Une nouvelle génération grandissait, écrit-il, qui tournait le dos à la peur. Elle se mit à combattre au lieu de supplier. (7)
Et, plus loin : Un peuple peut « penser », et pourtant ses fils avec leurs pensées et en dépit d’elles peuvent être transformés en troupeau d’esclaves ou en savon… Nous combattons, donc nous sommes. (8)
Ici, le terrorisme fut réveil, affirmation de soi, arrachement à la résignation millénaire.
Cette violence qui désormais tenait en respect les Arabes n’allait pas tarder, après la publication du Livre Blanc du gouvernement Chamberlain, à se tourner contre les Britanniques. Le gouvernement de Sa Majesté commençait à trouver que la situation devenait de plus en plus incommode dans cette Palestine, troublée par la guérilla permanente des Arabes et des Juifs. Mais ceux-ci n’étaient encore qu’une poignée, alors qu’on comptait des dizaines de millions d’Arabes, dans ce Moyen-Orient où la Grande-Bretagne avait tant d’intérêts à défendre. Au moment de la Déclaration Balfour, on avait pu croire à Londres que seule une infime minorité de Juifs consentirait à venir fertiliser des déserts, mais l’émigration vers la Palestine ne cessait pas. 450 000 Juifs s’y étaient maintenant établis. L’antisémitisme hitlérien ne pouvait que grossir ce flot, susciter chez les Arabes de nouvelles fureurs, et créer pour les soldats britanniques de nouveaux sujets de difficultés. Le Livre Blanc tirait la conclusion brutale de cette analyse. Pratiquement, il mettait fin à l’émigration.
Dans toute la Palestine juive, la colère fut grande. L’Irgoun, pour sa part, ne fut pas moins catégorique dans ses conclusions que le gouvernement Chamberlain ne l’avait été dans les siennes : les Anglais avaient cédé devant le chantage arabe et la preuve était faite que seule la violence payait.
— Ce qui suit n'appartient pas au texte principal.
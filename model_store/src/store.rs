//! Контейнер сохраненной модели и его файловый формат.
//!
//! Модель хранится в одном файле safetensors. Атрибуты модели записываются
//! в метаданные заголовка под ключом `__model__` (JSON), атрибуты слоя под
//! ключом `layer/<имя>`. Параметры записываются как f32-тензоры с именами
//! `<слой>/<параметр>`.

use std::collections::{BTreeMap, HashMap};
use std::path::Path;

use burn::tensor::TensorData;
use safetensors::tensor::{Dtype, SafeTensors, TensorView};
use serde_json::{Map, Value};
use tracing::{debug, info};

use crate::error::ModelStoreError;

/// Ключ метаданных с атрибутами модели.
pub const MODEL_METADATA_KEY: &str = "__model__";

/// Префикс ключей метаданных с атрибутами слоев.
pub const LAYER_METADATA_PREFIX: &str = "layer/";

/// Сохраненный слой: атрибуты и значения параметров.
#[derive(Debug, Clone, PartialEq, Default)]
pub struct LayerGroup {
    /// Атрибуты слоя (`class`, `from`, `n_out`, ...).
    pub attrs: Map<String, Value>,
    /// Значения параметров по именам.
    pub params: BTreeMap<String, TensorData>,
}

/// Сохраненная модель: атрибуты сети и группы слоев.
#[derive(Debug, Clone, PartialEq, Default)]
pub struct ModelStore {
    attrs: BTreeMap<String, Value>,
    groups: BTreeMap<String, LayerGroup>,
}

impl ModelStore {
    /// Пустой контейнер.
    #[must_use]
    pub fn new() -> Self {
        Self::default()
    }

    /// Атрибут модели.
    #[must_use]
    pub fn attr(&self, key: &str) -> Option<&Value> {
        self.attrs.get(key)
    }

    /// Все атрибуты модели.
    #[must_use]
    pub const fn attrs(&self) -> &BTreeMap<String, Value> {
        &self.attrs
    }

    /// Задает атрибут модели.
    pub fn set_attr(&mut self, key: &str, value: impl Into<Value>) {
        self.attrs.insert(key.to_string(), value.into());
    }

    /// Группа слоя.
    #[must_use]
    pub fn group(&self, name: &str) -> Option<&LayerGroup> {
        self.groups.get(name)
    }

    /// Все группы в отсортированном по имени порядке.
    #[must_use]
    pub const fn groups(&self) -> &BTreeMap<String, LayerGroup> {
        &self.groups
    }

    /// Добавляет или заменяет группу слоя.
    pub fn insert_group(&mut self, name: &str, group: LayerGroup) {
        self.groups.insert(name.to_string(), group);
    }

    /// Записывает модель в файл safetensors.
    ///
    /// # Errors
    /// `Codec`, если атрибуты или тензоры не кодируются; `Io` при ошибке записи.
    pub fn save_file(&self, path: &Path) -> Result<(), ModelStoreError> {
        let mut metadata = HashMap::new();
        let model_attrs = serde_json::to_string(&self.attrs).map_err(|e| ModelStoreError::codec(path, e))?;
        metadata.insert(MODEL_METADATA_KEY.to_string(), model_attrs);

        let mut buffers: Vec<(String, Vec<usize>, Vec<u8>)> = Vec::new();
        for (name, group) in &self.groups {
            let attrs = serde_json::to_string(&group.attrs).map_err(|e| ModelStoreError::codec(path, e))?;
            metadata.insert(format!("{LAYER_METADATA_PREFIX}{name}"), attrs);
            for (param, data) in &group.params {
                let key = format!("{name}/{param}");
                let values = data.to_vec::<f32>().map_err(|e| ModelStoreError::InvalidAttribute {
                    key: key.clone(),
                    message: format!("{e:?}"),
                })?;
                let bytes: Vec<u8> = values.iter().flat_map(|v| v.to_le_bytes()).collect();
                buffers.push((key, data.shape.clone(), bytes));
            }
        }

        let mut views = Vec::with_capacity(buffers.len());
        for (key, shape, bytes) in &buffers {
            let view = TensorView::new(Dtype::F32, shape.clone(), bytes).map_err(|e| ModelStoreError::codec(path, e))?;
            views.push((key.as_str(), view));
        }
        let serialized = safetensors::serialize(views, &Some(metadata)).map_err(|e| ModelStoreError::codec(path, e))?;
        std::fs::write(path, serialized).map_err(|e| ModelStoreError::io(path, e))?;
        info!(
            "Модель сохранена в {}: слоев {}, тензоров {}",
            path.display(),
            self.groups.len(),
            buffers.len()
        );
        Ok(())
    }

    /// Читает модель из файла safetensors.
    ///
    /// # Errors
    /// `Io` при ошибке чтения, `Codec` при некорректном формате.
    pub fn load_file(path: &Path) -> Result<Self, ModelStoreError> {
        let buffer = std::fs::read(path).map_err(|e| ModelStoreError::io(path, e))?;
        let (_, metadata) = SafeTensors::read_metadata(&buffer).map_err(|e| ModelStoreError::codec(path, e))?;
        let tensors = SafeTensors::deserialize(&buffer).map_err(|e| ModelStoreError::codec(path, e))?;

        let mut store = Self::new();
        let entries = metadata.metadata().clone().unwrap_or_default();
        for (key, text) in &entries {
            let value: Value = serde_json::from_str(text).map_err(|e| ModelStoreError::codec(path, e))?;
            if key == MODEL_METADATA_KEY {
                if let Value::Object(attrs) = value {
                    store.attrs = attrs.into_iter().collect();
                }
            } else if let Some(name) = key.strip_prefix(LAYER_METADATA_PREFIX) {
                let group = store.groups.entry(name.to_string()).or_default();
                if let Value::Object(attrs) = value {
                    group.attrs = attrs;
                }
            }
        }

        for (key, view) in tensors.tensors() {
            let Some((layer, param)) = key.split_once('/') else {
                debug!("Тензор '{key}' без имени слоя пропущен");
                continue;
            };
            if view.dtype() != Dtype::F32 {
                return Err(ModelStoreError::InvalidAttribute {
                    key: key.clone(),
                    message: format!("ожидался тип F32, получен {:?}", view.dtype()),
                });
            }
            let values: Vec<f32> = view
                .data()
                .chunks_exact(4)
                .map(|c| f32::from_le_bytes([c[0], c[1], c[2], c[3]]))
                .collect();
            store
                .groups
                .entry(layer.to_string())
                .or_default()
                .params
                .insert(param.to_string(), TensorData::new(values, view.shape().to_vec()));
        }
        info!("Модель загружена из {}: слоев {}", path.display(), store.groups.len());
        Ok(store)
    }

    /// Читает только атрибуты модели из метаданных файла, тензоры не декодируются.
    ///
    /// # Errors
    /// `Io` при ошибке чтения, `Codec` при некорректном файле,
    /// `MissingAttribute`, если в метаданных нет атрибутов модели.
    pub fn read_file_attrs(path: &Path) -> Result<BTreeMap<String, Value>, ModelStoreError> {
        let buffer = std::fs::read(path).map_err(|e| ModelStoreError::io(path, e))?;
        let (_, metadata) = SafeTensors::read_metadata(&buffer).map_err(|e| ModelStoreError::codec(path, e))?;
        let model_attrs = metadata
            .metadata()
            .as_ref()
            .and_then(|entries| entries.get(MODEL_METADATA_KEY))
            .ok_or_else(|| ModelStoreError::MissingAttribute {
                scope: path.display().to_string(),
                key: MODEL_METADATA_KEY.to_string(),
            })?;
        let attrs: Map<String, Value> =
            serde_json::from_str(model_attrs).map_err(|e| ModelStoreError::codec(path, e))?;
        Ok(attrs.into_iter().collect())
    }
}
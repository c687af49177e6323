use core_graph::topology::parse_json_text;
use core_graph::{DType, GraphError, RefList, Topology};
use serde_json::json;

#[test]
fn test_reflist_forms_ct() {
    let topology = Topology::from_value(&json!({
        "single": {"class": "forward", "from": "a"},
        "many": {"class": "forward", "from": ["a", "b"]},
        "empty": {"class": "forward", "from": ""},
    }))
    .unwrap();

    let names = |layer: &str| topology.get(layer).unwrap().from.clone().unwrap();
    assert_eq!(names("single").names(), ["a"]);
    assert_eq!(names("many").names(), ["a", "b"]);
    assert!(names("empty").is_empty());
}

#[test]
fn test_reflist_comma_joined_ct() {
    let refs = RefList::from_comma_joined("a,,b,");
    assert_eq!(refs.names(), ["a", "b"]);
    assert!(RefList::from_comma_joined("").is_empty());

    assert_eq!(RefList::from("c").single("copy_input", "layer").unwrap(), "c");
    assert!(matches!(
        refs.single("centroids", "layer"),
        Err(GraphError::InvalidConfig(_))
    ));
}

#[test]
fn test_layer_spec_fields_and_extra_ct() {
    let topology = Topology::from_value(&json!({
        "output": {
            "class": "softmax",
            "from": ["h"],
            "loss": "ctc",
            "dtype": "int64",
            "n_symbols": 12,
            "cost_scale": 0.5,
        },
        "h": {"class": "recurrent", "n_out": 8, "dropout": 0.1, "reverse": true},
    }))
    .unwrap();
    assert_eq!(topology.len(), 2);

    let output = topology.get("output").unwrap();
    assert_eq!(output.class, "softmax");
    assert_eq!(output.loss.as_deref(), Some("ctc"));
    assert_eq!(output.n_symbols, Some(12));
    assert_eq!(output.dtype().unwrap(), DType::Int64);
    assert_eq!(output.extra.get("cost_scale"), Some(&json!(0.5)));
    assert!(!output.extra.contains_key("loss"));

    let hidden = topology.get("h").unwrap();
    assert_eq!(hidden.n_out, Some(8));
    assert_eq!(hidden.dropout, Some(0.1));
    assert_eq!(hidden.dtype().unwrap(), DType::Int32);
    assert_eq!(hidden.extra.get("reverse"), Some(&json!(true)));
}

#[test]
fn test_topology_iterates_sorted_ct() {
    let topology = Topology::from_value(&json!({
        "zeta": {"class": "forward"},
        "alpha": {"class": "forward"},
        "output": {"class": "softmax"},
    }))
    .unwrap();
    let names: Vec<&str> = topology.iter().map(|(name, _)| name.as_str()).collect();
    assert_eq!(names, ["alpha", "output", "zeta"]);
}

#[test]
fn test_network_key_unwrapped_ct() {
    let topology = Topology::from_json_str(r#"{"network": {"output": {"class": "softmax"}}}"#).unwrap();
    assert!(topology.contains("output"));
    assert!(!topology.contains("network"));

    let value = parse_json_text(r#"{"output": {"class": "softmax"}}"#).unwrap();
    assert!(value.get("output").is_some());
}

#[test]
fn test_invalid_topology_syntax_ct() {
    match Topology::from_json_str("{\"output\": ") {
        Err(GraphError::InvalidTopologySyntax { content, .. }) => {
            assert_eq!(content, "{\"output\": ");
        }
        other => panic!("Ожидалась InvalidTopologySyntax, получено {other:?}"),
    }

    assert!(matches!(
        Topology::from_value(&json!(["output"])),
        Err(GraphError::InvalidTopologySyntax { .. })
    ));
    // Нет обязательного поля class.
    assert!(matches!(
        Topology::from_value(&json!({"output": {"from": "data"}})),
        Err(GraphError::InvalidTopologySyntax { .. })
    ));
    assert!(matches!(
        Topology::from_value(&json!({"output": {"class": "softmax", "n_out": "many"}})),
        Err(GraphError::InvalidTopologySyntax { .. })
    ));
}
A partir de ces constatations, la conduite à tenir était simple : il fallait avoir recours aux mêmes méthodes que les Arabes, mais cette fois contre les forces de la Couronne. Le 17 mai 1939, jour de la publication du Livre Blanc, des manifestations de rues éclatèrent et les stations de la radio en Palestine juive furent bombardées. La riposte des Anglais fut prompte : en quelques heures, ils coffrèrent presque tout l’état-major de l’Irgoun et un peu plus tard son chef, David Raziel.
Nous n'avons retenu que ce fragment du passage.